A comprehensive review of the literature on the impacts of oil spills on mangroves was conducted by Thorhaug (1987). It was concluded that while defoliation of mangroves was a common occurrence, massive mortality was not always the ultimate outcome, suggesting toxicity and not necessarily lethality, of spilt oil. Specific case studies involving spilled oil and mangroves are outlined below.

A spill of approximately 397 kL (2,500 bbl) of oil occurred in the Florida Keys in 1975 (Chan, 1977). A one year survey following the spill indicated that no adverse impact to mature Rhizophora trees occurred where oil partially coated prop roots; while the oiling of less than 50% of Avicennia pneumatophores did not appear to affect the trees. This survey did identify extensive mortality of Rhizophora seedlings following the oiling of their stems and leaves, and in dwarf black Avicennia mangroves with more than 50% oiling of pneumatophores.

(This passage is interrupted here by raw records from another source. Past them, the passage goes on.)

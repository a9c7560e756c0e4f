//! Landmark observations and the noise models used by the filter.
//!
//! Observations arrive in the agent's local frame: x forward, y to the left, relative to the pose
//! at the time of sensing. They are transformed into the map frame per particle during the weight
//! update. The noise types validate their standard deviations at construction so the density
//! evaluation never divides by zero.

use serde::{Deserialize, Serialize};
use std::fmt::{self, Display};

use crate::Pose;
use crate::error::{FilterError, Result};
use crate::geometry::{bivariate_gaussian_pdf, local_to_map};
use crate::map::Landmark;

/// A landmark measurement relative to the agent.
///
/// `id` is `None` until the observation has been associated with a landmark.
#[derive(Clone, Copy, Debug, Default, PartialEq, Serialize, Deserialize)]
pub struct LandmarkObservation {
    pub id: Option<i32>,
    pub x: f64,
    pub y: f64,
}
impl LandmarkObservation {
    /// Create an unassociated observation in the agent's local frame.
    pub fn new(x: f64, y: f64) -> Self {
        LandmarkObservation { id: None, x, y }
    }
    pub fn with_id(id: i32, x: f64, y: f64) -> Self {
        LandmarkObservation { id: Some(id), x, y }
    }
    /// Express this observation in the map frame as seen from `pose`.
    ///
    /// The returned observation keeps the current `id`.
    pub fn to_map_frame(&self, pose: &Pose) -> LandmarkObservation {
        let (x, y) = local_to_map(pose, self.x, self.y);
        LandmarkObservation { id: self.id, x, y }
    }
}
impl Display for LandmarkObservation {
    fn fmt(&self, f: &mut fmt::Formatter<'_>) -> fmt::Result {
        match self.id {
            Some(id) => write!(f, "Observation {} at ({:.4}, {:.4})", id, self.x, self.y),
            None => write!(f, "Observation (unassociated) at ({:.4}, {:.4})", self.x, self.y),
        }
    }
}

/// Landmark measurement noise: independent standard deviations along x and y.
#[derive(Clone, Copy, Debug, PartialEq, Serialize, Deserialize)]
pub struct LandmarkNoise {
    std_x: f64,
    std_y: f64,
}
impl LandmarkNoise {
    /// # Errors
    /// [`FilterError::InvalidNoiseParameter`] if either deviation is not strictly positive and
    /// finite.
    pub fn new(std_x: f64, std_y: f64) -> Result<Self> {
        require_positive("std_landmark_x", std_x)?;
        require_positive("std_landmark_y", std_y)?;
        Ok(LandmarkNoise { std_x, std_y })
    }
    pub fn std_x(&self) -> f64 {
        self.std_x
    }
    pub fn std_y(&self) -> f64 {
        self.std_y
    }
    /// Density of a map-frame observation given the landmark it was associated with.
    pub fn likelihood(&self, observation: &LandmarkObservation, landmark: &Landmark) -> f64 {
        bivariate_gaussian_pdf(
            self.std_x,
            self.std_y,
            observation.x,
            observation.y,
            landmark.x,
            landmark.y,
        )
    }
}
impl TryFrom<[f64; 2]> for LandmarkNoise {
    type Error = FilterError;
    fn try_from(std: [f64; 2]) -> Result<Self> {
        LandmarkNoise::new(std[0], std[1])
    }
}

/// Per-axis pose standard deviations.
///
/// Used both as the spread of the initialization prior and as the process noise added during
/// prediction. Zero is allowed and disables the noise on that axis.
#[derive(Clone, Copy, Debug, Default, PartialEq, Serialize, Deserialize)]
pub struct ProcessNoise {
    std_x: f64,
    std_y: f64,
    std_theta: f64,
}
impl ProcessNoise {
    /// # Errors
    /// [`FilterError::InvalidNoiseParameter`] if any deviation is negative or non-finite.
    pub fn new(std_x: f64, std_y: f64, std_theta: f64) -> Result<Self> {
        require_non_negative("std_x", std_x)?;
        require_non_negative("std_y", std_y)?;
        require_non_negative("std_theta", std_theta)?;
        Ok(ProcessNoise {
            std_x,
            std_y,
            std_theta,
        })
    }
    /// No noise on any axis.
    pub fn zero() -> Self {
        ProcessNoise::default()
    }
    pub fn std_x(&self) -> f64 {
        self.std_x
    }
    pub fn std_y(&self) -> f64 {
        self.std_y
    }
    pub fn std_theta(&self) -> f64 {
        self.std_theta
    }
}
impl TryFrom<[f64; 3]> for ProcessNoise {
    type Error = FilterError;
    fn try_from(std: [f64; 3]) -> Result<Self> {
        ProcessNoise::new(std[0], std[1], std[2])
    }
}

fn require_positive(name: &'static str, value: f64) -> Result<()> {
    if value > 0.0 && value.is_finite() {
        Ok(())
    } else {
        Err(FilterError::InvalidNoiseParameter { name, value })
    }
}

fn require_non_negative(name: &'static str, value: f64) -> Result<()> {
    if value >= 0.0 && value.is_finite() {
        Ok(())
    } else {
        Err(FilterError::InvalidNoiseParameter { name, value })
    }
}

Snowden & Ekweozor (1987) studied a spill of medium weight Nigerian crude in a semi-enclosed estuary area which caused defoliation of 500 m2 of mangroves. Within this area no mortality of mature trees was observed, while seedlings were seen to die as a result of the oiling. Defoliated trees had begun to show new leaf growth within five months of the spill.

A 3,815 kL (24,000 bbl) spill of medium weight Tijuana crude oil washed ashore at Cabo Rojo in Puerto Rico resulted in oiling of the prop roots and submerged roots of Rhizophora and Avicennia mangroves (Nadeau & Bergquist, 1977). Mortality was restricted to a 1 ha area of mangroves in the months following the spill. A second survey carried out approximately four years after the spill by Page et 'al. (1979), found that the initial mortality was not ongoing and that re-emergence of young trees was occurring in spite of the fact that some of the sediments were still heavily contaminated by oil. The oiled sediments appeared to be no longer toxic to the mangroves, and chemical analyses showed that the one, two and three ring aromatics had been weathered from the oiled sediments. Furthermore, compared with temperate locations, the rate of biodegradation of the oil within the anoxic mangrove sediments was extremely rapid. The study concluded that the recovery potential from an oil spill for a coastal mangrove

ecosystem can be high.

In synthesising the results of a seven year programme to determine the effects of oil and dispersants on Rhizophora and Avicennia, Getter, Ballou and Koons (1985) found that Rhizophora appeared to be able to exclude oil uptake at the roots while Avicennia was only partially capable of this and thus potentially the more sensitive of the two species to oil.

Mangrove response also varied as a function of which part of the tree was oiled; for example root and leaf oilings were more toxic than oiling of the stems. Field studies were carried out by the same researchers who reported defoliation of mangroves without mortality after being exposed to 50 ppm of medium weight crude oil for 24 hours. The acute impacts, of the oiling were seen within two weeks of the experimental spill, and no further onset of new effects were observed after four months.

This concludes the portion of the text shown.